Which do you trust more – a brand and its advertising or the opinion of your friends?

Unless you hang round particularly unsavoury types then I’m guessing you answered your friends.

When you buy a product on Amazon do you check the reviews before you buy?

If you’re like me, you do. Why? Social proof. When in doubt, you’re not going to blindly believe in the spiel from the company trying to part you from your cash, you want to see what other people – like you – have to say about their purchase.

So you trust your immediate peers the most but you’d trust a stranger ‘like you’ before you trust a company. That says a lot. People are sceptical of the promises and intentions of companies. Of course businesses are going to say their product is the best in its class. You’ll rarely see a company admit their competitor does it better.

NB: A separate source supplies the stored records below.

/// `a × b` for PDF row-vector matrices
fn multiply(a: &Matrix, b: &Matrix) -> Matrix {
  [
    a[0] * b[0] + a[1] * b[2],
    a[0] * b[1] + a[1] * b[3],
    a[2] * b[0] + a[3] * b[2],
    a[2] * b[1] + a[3] * b[3],
    a[4] * b[0] + a[5] * b[2] + b[4],
    a[4] * b[1] + a[5] * b[3] + b[5],
  ]
}

fn matrix_from(operands: &[Object]) -> Option<Matrix> {
  if operands.len() < 6 {
    return None;
  }
  let mut m = IDENTITY;
  for (slot, op) in m.iter_mut().zip(operands) {
    *slot = op.as_float().ok()?;
  }
  Some(m)
}

/// Encoding of a font resource, from its `/Encoding` name or, for composite
/// fonts, its `/ToUnicode` map.
///
/// Simple fonts without a named encoding return `None`: lopdf reads
/// ToUnicode codes as two bytes, which only holds for composite fonts.
fn font_encoding<'a>(doc: &Document, font: &'a Dictionary) -> Option<Encoding<'a>> {
  // lopdf asserts /Type /Font
  if !font.type_is(b"Font") {
    return None;
  }
  let composite = font.get(b"Subtype").and_then(Object::as_name).is_ok_and(|s| s == b"Type0");
  let named = font.get(b"Encoding").and_then(Object::as_name).is_ok();
  if !composite && !named {
    return None;
  }
  font
    .get_font_encoding(doc)
    .map_err(|e| tracing::debug!("Font encoding not usable: {}", e))
    .ok()
}

/// Decode shown text with the current font's encoding.
///
/// Without one, a UTF-16BE BOM is honored and anything else reads as WinAnsi.
fn decode_text(encoding: Option<&Encoding<'_>>, bytes: &[u8]) -> String {
  if let Some(text) = encoding.and_then(|enc| Document::decode_text(enc, bytes).ok()) {
    return text;
  }
  if bytes.starts_with(&[0xFE, 0xFF]) {
    let units: Vec<u16> = bytes[2..]
      .chunks_exact(2)
      .map(|pair| u16::from_be_bytes([pair[0], pair[1]]))
      .collect();
    return String::from_utf16_lossy(&units);
  }
  match WIN_ANSI.as_ref().and_then(|enc| Document::decode_text(enc, bytes).ok()) {
    Some(text) => text,
    None => bytes.iter().map(|&b| b as char).filter(|c| !c.is_control()).collect(),
  }
}

/// TJ adjustments below this (thousandths of an em) read as a word gap
const TJ_SPACE_THRESHOLD: f32 = -200.0;

struct TextState<'a> {
  font: Option<Rc<Encoding<'a>>>,
  font_size: f32,
  leading: f32,
  matrix: Matrix,
  line_matrix: Matrix,
}

impl Default for TextState<'_> {
  fn default() -> Self {
    Self { font: None, font_size: 0.0, leading: 0.0, matrix: IDENTITY, line_matrix: IDENTITY }
  }
}

#[derive(Default)]
struct OpenBlock {
  lines: Vec<String>,
  current: String,
  max_size: f32,
}

impl OpenBlock {
  fn break_line(&mut self) {
    if !self.current.trim().is_empty() {
      self.lines.push(std::mem::take(&mut self.current).trim().to_string());
    }
    self.current.clear();
  }
}

struct ContentWalker<'a> {
  pdf: &'a PdfDocument,
  blocks: Vec<TextBlock>,
  images: Vec<PlacedImage>,
  seen_forms: HashSet<ObjectId>,
  /// Parsed encodings of indirect font objects
  fonts: HashMap<ObjectId, Option<Rc<Encoding<'a>>>>,
}

impl<'a> ContentWalker<'a> {
  fn new(pdf: &'a PdfDocument) -> Self {
    Self {
      pdf,
      blocks: Vec::new(),
      images: Vec::new(),
      seen_forms: HashSet::new(),
      fonts: HashMap::new(),
    }
  }

  fn font(&mut self, name: &[u8], resources: Option<&'a Dictionary>) -> Option<Rc<Encoding<'a>>> {
    let pdf = self.pdf;
    let entry = resources?
      .get(b"Font")
      .ok()
      .and_then(|fonts| pdf.resolve(fonts).as_dict().ok())?
      .get(name)
      .ok()?;
    let id = entry.as_reference().ok();
    if let Some(cached) = id.and_then(|id| self.fonts.get(&id)) {
      return cached.clone();
    }

    let encoding = pdf
      .resolve(entry)
      .as_dict()
      .ok()
      .and_then(|font| font_encoding(&pdf.doc, font))
      .map(Rc::new);
    if let Some(id) = id {
      self.fonts.insert(id, encoding.clone());
    }
    encoding
  }

  fn walk(
    &mut self,
    content: &Content,
    resources: Option<&'a Dictionary>,
    base: Matrix,
    depth: usize,
  ) -> Result<(), PdfError> {
    let mut ctm = base;
    let mut stack: Vec<Matrix> = Vec::new();
    let mut text = TextState::default();
    let mut block: Option<OpenBlock> = None;

    for op in &content.operations {
      let operands = &op.operands;
      match op.operator.as_str() {
        "q" => stack.push(ctm),
        "Q" => ctm = stack.pop().unwrap_or(base),
        "cm" => {
          if let Some(m) = matrix_from(operands) {
            ctm = multiply(&m, &ctm);
          }
        }
        "BT" => {
          text.matrix = IDENTITY;
          text.line_matrix = IDENTITY;
          block = Some(OpenBlock::default());
        }
        "ET" => {
          if let Some(mut open) = block.take() {
            open.break_line();
            if !open.lines.is_empty() {
              self.blocks.push(TextBlock { lines: open.lines, font_size: open.max_size });
            }
          }
        }
        "Tf" => {
          if let Some(name) = operands.first().and_then(|n| n.as_name().ok()) {
            text.font = self.font(name, resources);
          }
          if let Some(size) = operands.get(1).and_then(|s| s.as_float().ok()) {
            text.font_size = size;
          }
        }
        "TL" => {
          if let Some(leading) = operands.first().and_then(|l| l.as_float().ok()) {
            text.leading = leading;
          }
        }
        "Td" | "TD" => {
          let tx = operands.first().and_then(|v| v.as_float().ok()).unwrap_or(0.0);
          let ty = operands.get(1).and_then(|v| v.as_float().ok()).unwrap_or(0.0);
          if op.operator == "TD" {
            text.leading = -ty;
          }
          text.line_matrix = multiply(&[1.0, 0.0, 0.0, 1.0, tx, ty], &text.line_matrix);
          text.matrix = text.line_matrix;
          if ty != 0.0 {
            if let Some(open) = block.as_mut() {
              open.break_line();
            }
          }
        }
        "Tm" => {
          if let Some(m) = matrix_from(operands) {
            let moved = (m[5] - text.line_matrix[5]).abs() > f32::EPSILON;
            text.matrix = m;
            text.line_matrix = m;
            if moved {
              if let Some(open) = block.as_mut() {
                open.break_line();
              }
            }
          }
        }
        "T*" | "'" | "\"" => {
          text.line_matrix = multiply(&[1.0, 0.0, 0.0, 1.0, 0.0, -text.leading], &text.line_matrix);
          text.matrix = text.line_matrix;
          if let Some(open) = block.as_mut() {
            open.break_line();
            if op.operator != "T*" {
              if let Some(Object::String(bytes, _)) = operands.last() {
                open.current.push_str(&decode_text(text.font.as_deref(), bytes));
                open.max_size = open.max_size.max(effective_size(&text, &ctm));
              }
            }
          }
        }
        "Tj" => {
          if let (Some(open), Some(Object::String(bytes, _))) = (block.as_mut(), operands.first()) {
            open.current.push_str(&decode_text(text.font.as_deref(), bytes));
            open.max_size = open.max_size.max(effective_size(&text, &ctm));
          }
        }
        "TJ" => {
          if let (Some(open), Some(Object::Array(items))) = (block.as_mut(), operands.first()) {
            for item in items {
              match item {
                Object::String(bytes, _) => open.current.push_str(&decode_text(text.font.as_deref(), bytes)),
                other => {
                  if other.as_float().is_ok_and(|adj| adj < TJ_SPACE_THRESHOLD)
                    && !open.current.ends_with(' ')
                  {
                    open.current.push(' ');
                  }
                }
              }
            }
            open.max_size = open.max_size.max(effective_size(&text, &ctm));
          }
        }
        "Do" => {
          let Some(name) = operands.first().and_then(|n| n.as_name().ok()) else {
            continue;
          };
          self.draw_xobject(name, resources, ctm, depth)?;
        }
        _ => {}
      }
    }

    Ok(())
  }

  fn draw_xobject(
    &mut self,
    name: &[u8],
    resources: Option<&'a Dictionary>,
    ctm: Matrix,
    depth: usize,
  ) -> Result<(), PdfError> {
    let pdf = self.pdf;
    let Some(entry) = resources
      .and_then(|res| res.get(b"XObject").ok())
      .and_then(|x| pdf.resolve(x).as_dict().ok())
      .and_then(|x| x.get(name).ok())
    else {
      tracing::debug!("XObject {} not in resources", String::from_utf8_lossy(name));
      return Ok(());
    };

    let Object::Reference(id) = entry else {
      return Ok(());
    };
    let Ok(stream) = pdf.doc.get_object(*id).and_then(Object::as_stream) else {
      return Ok(());
    };

    match stream.dict.get(b"Subtype").and_then(Object::as_name) {
      Ok(b"Image") => {
        let dimension = |key: &[u8]| {
          stream
            .dict
            .get(key)
            .and_then(Object::as_i64)
            .ok()
            .and_then(|v| u32::try_from(v).ok())
        };
        let (Some(width), Some(height)) = (dimension(b"Width"), dimension(b"Height")) else {
          tracing::debug!("Skipping image {:?} with invalid dimensions", id);
          return Ok(());
        };
        // Unit square mapped through the CTM
        let placed_area = (ctm[0] * ctm[3] - ctm[1] * ctm[2]).abs();
        self.images.push(PlacedImage {
          id: *id,
          width,
          height,
          placed_area,
          hash: hex::encode(Sha256::digest(&stream.content)),
        });
      }
      Ok(b"Form") => {
        if depth >= MAX_DEPTH || !self.seen_forms.insert(*id) {
          return Ok(());
        }
        let matrix = stream
          .dict
          .get(b"Matrix")
          .ok()
          .and_then(|m| m.as_array().ok())
          .and_then(|arr| matrix_from(arr))
          .unwrap_or(IDENTITY);
        let form_resources = stream
          .dict
          .get(b"Resources")
          .ok()
          .and_then(|r| pdf.resolve(r).as_dict().ok())
          .or(resources);
        let content = Content::decode(&stream_bytes(stream)?)?;
        self.walk(&content, form_resources, multiply(&matrix, &ctm), depth + 1)?;
        self.seen_forms.remove(id);
      }
      _ => {}
    }

    Ok(())
  }
}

So if your potential customers don’t really trust you and would rather listen to other people like themselves, shouldn’t you be spending a little more time, effort and budget developing advocates amongst your existing customers so they can do the selling for you?

Or to put it another way, which do you think is the strongest lead – the cold call between two faceless strangers or an existing customer raving about your product to a friend or colleague?

Creating advocates

There are two approaches to creating advocates and they’re not mutually exclusive from one another.


A great customer experience will create more advocates for your brand than you can shake a stick at. If they love your product or service you won’t have to persuade or incentivise them, they’ll talk freely about your brand.

How do you do that? Listen to them. Discover where the friction comes when buying from you and your competitors. Take a long hard look at what you’re selling. Dissect it, make it better.

Want an easy win? Speak to your Customer Service team and ask for a list of the Top 10 most frequent complaints from customers. You’d be surprised how small and trivial some of them will seem to you. To your customer though, it could be the difference between a poor, average or great experience. Fix them.


You don’t have to just rely on people recommending you out of the goodness of their own heart, you can give them an encouraging nudge through incentives.

It’s important to get the incentive right for it to be effective. A few years ago you couldn’t traverse the Retail district of the Web without being swamped with money-off vouchers for cases of Virgin Wines. From my perspective, the incentive failed on three fronts:

  1. lack of relevance – none of my activity was at all related to wine (and therefore my interests)
  2. lack of exclusivity – the offer was everywhere, I didn’t feel special
  3. lack of an actual incentive – I had to spend more money before I even got my incentive (a discount)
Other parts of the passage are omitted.